Fawning still affects a person long after the abuser is out of their life.  Fawners are often very devoted people pleasers who have no real boundaries.  They falsely believe that losing yourself in relationships is totally normal.  They also are prone to very dysfunctional & abusive relationships, including more than one relationship with narcissists.  This leads them to focus on the needs & wants of other people much more than their own & often to their own detriment.  They also seem to have no real identity of their own, often becoming what other people say they should be. 

Fawning often is encouraged in society.  Primarily by abusers but also by ill informed people who see people who fawn as generous, loving, even Godly rather than dysfunctional.  This makes overcoming fawning behavior especially hard for those engaging in this behavior, because even though it can hurt a person, it also can be the one area they feel gets them love & approval, & maybe even makes them  feel worthy of love.

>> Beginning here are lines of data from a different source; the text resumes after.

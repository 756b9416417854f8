//! # Measurement-record stream for the external alignment solver
//!
//! The external least-squares solver consumes a compact binary stream: one
//! record per track, holding every measurement of that track as interleaved
//! (value, label) pairs. [`MilleWriter`] buffers measurements with
//! [`add_measurement`](MilleWriter::add_measurement) and commits the buffer
//! as one record with [`end_record`](MilleWriter::end_record).
//!
//! ## Record layout
//!
//! Two parallel buffers are kept, one of `f32` values and one of `i32`
//! labels, with slot 0 of both reserved as a zero header pair. Each
//! measurement appends:
//!
//! ```text
//! (residual, 0) (local_deriv_i, i+1)...  (sigma, 0)  (global_deriv_j, label_j)...
//! ```
//!
//! Zero derivatives are suppressed; a global derivative is written only with
//! a positive label. `end_record` writes the word count `2 * (n + 1)` as a
//! little-endian `i32`, then the float block, then the int block, and resets
//! the buffers. An empty buffer writes nothing, so tracks whose every
//! measurement was filtered leave no trace in the stream.
//!
//! A text mode writes the same records in readable form for debugging, and
//! the steering file naming the data file is produced at construction.

use std::fs::File;
use std::io::{BufWriter, Write};

use byteorder::{LittleEndian, WriteBytesExt};
use camino::{Utf8Path, Utf8PathBuf};

use crate::constants::{NGL, NLC};
use crate::helifit_errors::HelifitError;

/// Buffered writer for the solver's measurement-record stream.
pub struct MilleWriter {
    out: BufWriter<File>,
    float_buf: Vec<f32>,
    int_buf: Vec<i32>,
    binary: bool,
    data_path: Utf8PathBuf,
}

impl MilleWriter {
    /// Open the data stream and write the steering file referencing it.
    ///
    /// Arguments
    /// -----------------
    /// * `data_path`: the record stream consumed by the solver.
    /// * `steering_path`: steering file; receives the data file path.
    /// * `text_mode`: write records as text instead of binary (debugging).
    pub fn create(
        data_path: &Utf8Path,
        steering_path: &Utf8Path,
        text_mode: bool,
    ) -> Result<Self, HelifitError> {
        let out = BufWriter::new(File::create(data_path)?);

        let mut steering = File::create(steering_path)?;
        writeln!(steering, "{data_path}")?;

        Ok(MilleWriter {
            out,
            float_buf: vec![0.0],
            int_buf: vec![0],
            binary: !text_mode,
            data_path: data_path.to_owned(),
        })
    }

    /// Path of the data stream, as written into the steering file.
    pub fn data_path(&self) -> &Utf8Path {
        &self.data_path
    }

    /// Buffer one measurement: five local derivatives, six global
    /// derivatives with their labels, the residual, and its error.
    ///
    /// Measurements with `sigma <= 0` are ignored, matching the solver's own
    /// acceptance rule.
    pub fn add_measurement(
        &mut self,
        local: &[f64; NLC],
        global: &[f64; NGL],
        labels: &[i32; NGL],
        residual: f64,
        sigma: f64,
    ) {
        if sigma <= 0.0 {
            return;
        }

        self.float_buf.push(residual as f32);
        self.int_buf.push(0);

        for (i, derivative) in local.iter().enumerate() {
            if *derivative != 0.0 {
                self.float_buf.push(*derivative as f32);
                self.int_buf.push(i as i32 + 1);
            }
        }

        self.float_buf.push(sigma as f32);
        self.int_buf.push(0);

        for (derivative, label) in global.iter().zip(labels) {
            if *derivative != 0.0 && *label > 0 {
                self.float_buf.push(*derivative as f32);
                self.int_buf.push(*label);
            }
        }
    }

    /// Commit the buffered measurements as one record (one track) and reset.
    pub fn end_record(&mut self) -> Result<(), HelifitError> {
        if self.float_buf.len() > 1 {
            if self.binary {
                let num_words = (self.float_buf.len() * 2) as i32;
                self.out.write_i32::<LittleEndian>(num_words)?;
                for value in &self.float_buf {
                    self.out.write_f32::<LittleEndian>(*value)?;
                }
                for label in &self.int_buf {
                    self.out.write_i32::<LittleEndian>(*label)?;
                }
            } else {
                writeln!(self.out, "record {}", self.float_buf.len() - 1)?;
                for (value, label) in self.float_buf.iter().zip(&self.int_buf).skip(1) {
                    writeln!(self.out, "{label}  {value}")?;
                }
            }
        }

        self.float_buf.truncate(1);
        self.int_buf.truncate(1);
        Ok(())
    }

    /// Flush the underlying stream. Called by [`finish`](Self::finish); also
    /// safe to call between events.
    pub fn flush(&mut self) -> Result<(), HelifitError> {
        self.out.flush()?;
        Ok(())
    }

    /// Commit any pending record and flush the stream.
    pub fn finish(mut self) -> Result<(), HelifitError> {
        self.end_record()?;
        self.flush()
    }
}

#[cfg(test)]
mod tests {
    use super::*;
    use byteorder::ReadBytesExt;
    use std::io::Read;

    fn temp_paths(tag: &str) -> (Utf8PathBuf, Utf8PathBuf) {
        let dir = Utf8PathBuf::from_path_buf(std::env::temp_dir()).unwrap();
        (
            dir.join(format!("helifit_mille_{tag}.bin")),
            dir.join(format!("helifit_mille_{tag}.steer")),
        )
    }

    #[test]
    fn binary_record_layout() {
        let (data, steering) = temp_paths("layout");
        let mut writer = MilleWriter::create(&data, &steering, false).unwrap();

        let local = [1.0, 0.0, 2.0, 0.0, 0.0];
        let global = [0.5, 0.0, 0.0, 0.0, 0.0, -0.5];
        let labels = [101, 102, 103, 104, 105, 106];
        writer.add_measurement(&local, &global, &labels, 0.25, 0.01);
        writer.finish().unwrap();

        let mut file = File::open(&data).unwrap();
        let num_words = file.read_i32::<LittleEndian>().unwrap();
        // header pair + residual + two local + sigma + two global = 7 pairs
        assert_eq!(num_words, 14);

        let mut floats = vec![0.0f32; 7];
        for value in floats.iter_mut() {
            *value = file.read_f32::<LittleEndian>().unwrap();
        }
        let mut ints = vec![0i32; 7];
        for label in ints.iter_mut() {
            *label = file.read_i32::<LittleEndian>().unwrap();
        }
        assert_eq!(floats, vec![0.0, 0.25, 1.0, 2.0, 0.01, 0.5, -0.5]);
        assert_eq!(ints, vec![0, 0, 1, 3, 0, 101, 106]);

        // nothing after the record
        let mut rest = Vec::new();
        file.read_to_end(&mut rest).unwrap();
        assert!(rest.is_empty());

        let steering_text = std::fs::read_to_string(&steering).unwrap();
        assert_eq!(steering_text.trim(), data.as_str());

        std::fs::remove_file(&data).ok();
        std::fs::remove_file(&steering).ok();
    }

    #[test]
    fn non_positive_sigma_and_empty_records_write_nothing() {
        let (data, steering) = temp_paths("empty");
        let mut writer = MilleWriter::create(&data, &steering, false).unwrap();

        writer.add_measurement(&[1.0; NLC], &[1.0; NGL], &[1, 2, 3, 4, 5, 6], 0.1, 0.0);
        writer.end_record().unwrap();
        writer.finish().unwrap();

        let metadata = std::fs::metadata(&data).unwrap();
        assert_eq!(metadata.len(), 0);

        std::fs::remove_file(&data).ok();
        std::fs::remove_file(&steering).ok();
    }

    #[test]
    fn text_mode_is_readable() {
        let (data, steering) = temp_paths("text");
        let mut writer = MilleWriter::create(&data, &steering, true).unwrap();
        writer.add_measurement(
            &[1.0, 0.0, 0.0, 0.0, 0.0],
            &[0.0; NGL],
            &[1, 2, 3, 4, 5, 6],
            0.5,
            0.02,
        );
        writer.finish().unwrap();

        let text = std::fs::read_to_string(&data).unwrap();
        assert!(text.starts_with("record 3"));
        assert!(text.contains("1  1"));

        std::fs::remove_file(&data).ok();
        std::fs::remove_file(&steering).ok();
    }
}
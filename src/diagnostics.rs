//! # Per-cluster diagnostic output
//!
//! When a diagnostics path is configured, the fitter writes one CSV row per
//! emitted cluster: event/track bookkeeping, the alignment labels, aligned
//! and ideal sensor geometry, the fit parameters, the characteristic points
//! of the intersection construction, and the full derivative set. The file
//! is meant for offline validation plots and is not correctness-critical.

use std::fs::File;

use camino::Utf8Path;
use serde::Serialize;

use crate::helifit_errors::HelifitError;

/// Column names of the diagnostic file, in row order.
const HEADER: [&str; 75] = [
    "event", "track", "layer", "nsilicon", "ntpc", "nclus", "subdet", "sector", "side", "subsurf",
    "phi", "gl0", "gl1", "gl2", "gl3", "gl4", "gl5", "sensx", "sensy", "sensz", "normx", "normy",
    "normz", "sensx_ideal", "sensy_ideal", "sensz_ideal", "normx_ideal", "normy_ideal",
    "normz_ideal", "xglob_ideal", "yglob_ideal", "zglob_ideal", "radius", "x0", "y0", "zslope",
    "z0", "xglob", "yglob", "zglob", "xfit", "yfit", "zfit", "pcax", "pcay", "pcaz", "tangx",
    "tangy", "tangz", "xloc", "yloc", "fitx", "fity", "dx_dr", "dx_dx0", "dx_dy0", "dx_dzs",
    "dx_dz0", "dx_dalpha", "dx_dbeta", "dx_dgamma", "dx_dx", "dx_dy", "dx_dz", "dy_dr", "dy_dx0",
    "dy_dy0", "dy_dzs", "dy_dz0", "dy_dalpha", "dy_dbeta", "dy_dgamma", "dy_dx", "dy_dy", "dy_dz",
];

/// One diagnostic row. Field groups serialize in [`HEADER`] order.
#[derive(Debug, Clone, Serialize)]
pub struct DiagnosticRow {
    pub event: i64,
    pub track: u32,
    pub layer: u8,
    pub nsilicon: u32,
    pub ntpc: u32,
    pub nclus: u32,
    pub subdetector: u8,
    pub sector: u32,
    pub side: u32,
    pub subsurface: u32,
    pub phi: f64,
    pub labels: [i32; 6],
    pub sensor_center: [f64; 3],
    pub sensor_normal: [f64; 3],
    pub ideal_center: [f64; 3],
    pub ideal_normal: [f64; 3],
    pub ideal_global: [f64; 3],
    pub fit_params: [f64; 5],
    pub global: [f64; 3],
    pub fitpoint: [f64; 3],
    pub pca: [f64; 3],
    pub tangent: [f64; 3],
    pub measured_local: [f64; 2],
    pub fit_local: [f64; 2],
    pub local_derivative_x: [f64; 5],
    pub global_derivative_x: [f64; 6],
    pub local_derivative_y: [f64; 5],
    pub global_derivative_y: [f64; 6],
}

/// CSV writer for [`DiagnosticRow`]s; writes the header once on creation.
pub struct DiagnosticsWriter {
    writer: csv::Writer<File>,
}

impl DiagnosticsWriter {
    pub fn create(path: &Utf8Path) -> Result<Self, HelifitError> {
        // headers are written manually: the row struct contains fixed-size
        // arrays, which the csv serializer only flattens in headerless mode
        let mut writer = csv::WriterBuilder::new()
            .has_headers(false)
            .from_writer(File::create(path)?);
        writer.write_record(HEADER)?;
        Ok(DiagnosticsWriter { writer })
    }

    pub fn write(&mut self, row: &DiagnosticRow) -> Result<(), HelifitError> {
        self.writer.serialize(row)?;
        Ok(())
    }

    pub fn flush(&mut self) -> Result<(), HelifitError> {
        self.writer.flush()?;
        Ok(())
    }
}

#[cfg(test)]
mod tests {
    use super::*;
    use camino::Utf8PathBuf;

    #[test]
    fn rows_have_as_many_fields_as_the_header() {
        let dir = Utf8PathBuf::from_path_buf(std::env::temp_dir()).unwrap();
        let path = dir.join("helifit_diag_test.csv");

        let mut writer = DiagnosticsWriter::create(&path).unwrap();
        let row = DiagnosticRow {
            event: 0,
            track: 1,
            layer: 2,
            nsilicon: 3,
            ntpc: 4,
            nclus: 7,
            subdetector: 0,
            sector: 1,
            side: 0,
            subsurface: 2,
            phi: 0.5,
            labels: [1, 2, 3, 4, 5, 6],
            sensor_center: [1.0; 3],
            sensor_normal: [0.0, 0.0, 1.0],
            ideal_center: [1.0; 3],
            ideal_normal: [0.0, 0.0, 1.0],
            ideal_global: [1.0; 3],
            fit_params: [10.0, 0.0, 0.0, 1.0, 0.0],
            global: [1.0; 3],
            fitpoint: [1.0; 3],
            pca: [1.0; 3],
            tangent: [0.0, 1.0, 0.0],
            measured_local: [0.1, 0.2],
            fit_local: [0.1, 0.2],
            local_derivative_x: [0.0; 5],
            global_derivative_x: [0.0; 6],
            local_derivative_y: [0.0; 5],
            global_derivative_y: [0.0; 6],
        };
        writer.write(&row).unwrap();
        writer.flush().unwrap();

        let text = std::fs::read_to_string(&path).unwrap();
        let mut lines = text.lines();
        let header_fields = lines.next().unwrap().split(',').count();
        let row_fields = lines.next().unwrap().split(',').count();
        assert_eq!(header_fields, HEADER.len());
        assert_eq!(row_fields, header_fields);

        std::fs::remove_file(&path).ok();
    }
}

There is hope for replacing this dysfunctional behavior with much healthier behavior.  As always, I firmly believe prayer is the best place to start.  God will help you, so let Him!

Focus on healing from the trauma in your life that made you develop your fawning ways.  The more you heal, the healthier you will become in every way.  That means you will decrease your unhealthy behaviors more & more as you heal.

Remind yourself as often as you need to that not pleasing someone doesn’t mean you’re bad, wrong, or unworthy of love.  You simply may have made a mistake.  Or, maybe they were wrong to expect this particular thing out of you.  Don’t assume you were automatically wrong.  It is just as possible the other person was wrong.

Feel your feelings.  Whatever you are feeling, accept those feelings without judgment.  As you do, you may see that they aren’t appropriate to your current situation.  They could simply be triggered by old issues.  They also may give you insight on ways you can do things better.  In any case, they can teach you, so let them do that by feeling them.

Slow down & examine your motives.  Ask yourself why are you doing something for someone.. is it out of love or out of hoping to get their approval?  Am I saying I’m happy to do this even though it is too much for me right now?  Am I taking on too much responsibility?

In time, your fawning ways can & will be replaced by healthy ones.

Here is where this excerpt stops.